We analyzed the characteristics and risk factors for pulmonary infection in patients with spinal cord injury who underwent tracheostomy and propose measures to help in early detection and intervention to reduce mortality and improve prognosis. We collected data retrospectively from January 1, 2018, to December 31, 2022. The inclusion criteria were: Patients aged 18 years or more with a spinal cord injury who underwent tracheostomy, were treated with mechanical ventilation for over 48 hours, and were diagnosed as having a pulmonary infection.

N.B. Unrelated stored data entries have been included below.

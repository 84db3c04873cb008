pub mod jwt;
pub mod parameter_error_handler;
pub mod password;
pub mod validate;

pub use parameter_error_handler::json_error_handler;
pub use parameter_error_handler::query_error_handler;
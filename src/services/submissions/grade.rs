use actix_web::{HttpRequest, HttpResponse, Result as ActixResult};

use super::SubmissionService;
use crate::errors::SeminarError;
use crate::models::submissions::requests::GradeSubmissionRequest;
use crate::models::submissions::responses::SubmissionResponse;
use crate::models::{ApiResponse, ErrorCode};

/// 提交评分
/// POST /submissions/grade
pub async fn grade_submission(
    service: &SubmissionService,
    request: &HttpRequest,
    req: GradeSubmissionRequest,
) -> ActixResult<HttpResponse> {
    let storage = service.get_storage(request);

    match storage.grade_submission(req).await {
        Ok(submission) => {
            tracing::info!(
                "Submission '{}' by {} graded: {}/100",
                submission.title,
                submission.owner,
                submission.score.unwrap_or(0)
            );
            Ok(HttpResponse::Ok().json(ApiResponse::success(
                SubmissionResponse { submission },
                "Evaluation Submitted!",
            )))
        }
        Err(SeminarError::Validation(msg)) => Ok(HttpResponse::BadRequest()
            .json(ApiResponse::error_empty(ErrorCode::GradeInvalid, msg))),
        Err(SeminarError::SubmissionNotFound(msg)) => Ok(HttpResponse::NotFound()
            .json(ApiResponse::error_empty(ErrorCode::SubmissionNotFound, msg))),
        Err(e) => Ok(
            HttpResponse::InternalServerError().json(ApiResponse::error_empty(
                ErrorCode::InternalServerError,
                format!("提交评分失败: {e}"),
            )),
        ),
    }
}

Sputum samples were cultured and analyzed. 101 cases of pulmonary infection were analyzed, and the incidence was 32.17%. Diabetes (OR 2.302, 95% CI 1.285-3.972), hypoproteinemia (OR 1.992, 95% CI 1.125-3.101), administration of glucocorticoids (OR 2.934, 95% CI 1.412-4.661), ASIA grade A (OR 3.672, 95% CI 1.988-5.046), mechanical ventilation for ≥ 6 days (OR 2.108, 95% CI 1.385-4.751), and length of hospital stay for ≥ 20 days (OR 2.137, 95% CI 1.092-3.842) were risk factors for pulmonary infection in patients with spinal cord injury post-tracheostomy. Among 213 pathogenic bacteria, 52 (51.48%) were Gram-negative and 24 (23.76%) were Gram-positive. Klebsiella pneumoniae (15.84%) and Staphylococcus aureus (8.91%) were the most common pathogenic bacteria. The mortality rate of patients with gram-positive infection was higher than that of patients with gram-negative infection. K. pneumoniae and S. aureus were sensitive to cefoperazone, meropenem, and levofloxacin. Pulmonary infection is a complication post-tracheostomy in patients with spinal cord injury. Diabetes, hypoproteinemia, administration of glucocorticoids, mechanical ventilation for ≥ 6 days, length of hospital stay for ≥ 20 days were risk factors for pulmonary infection. Pulmonary infection was mainly caused by gram-negative bacteria. Timely and effective measures for managing risk factors are essential for improving the prognosis of pulmonary infection post-tracheostomy in patients with spinal cord injuries.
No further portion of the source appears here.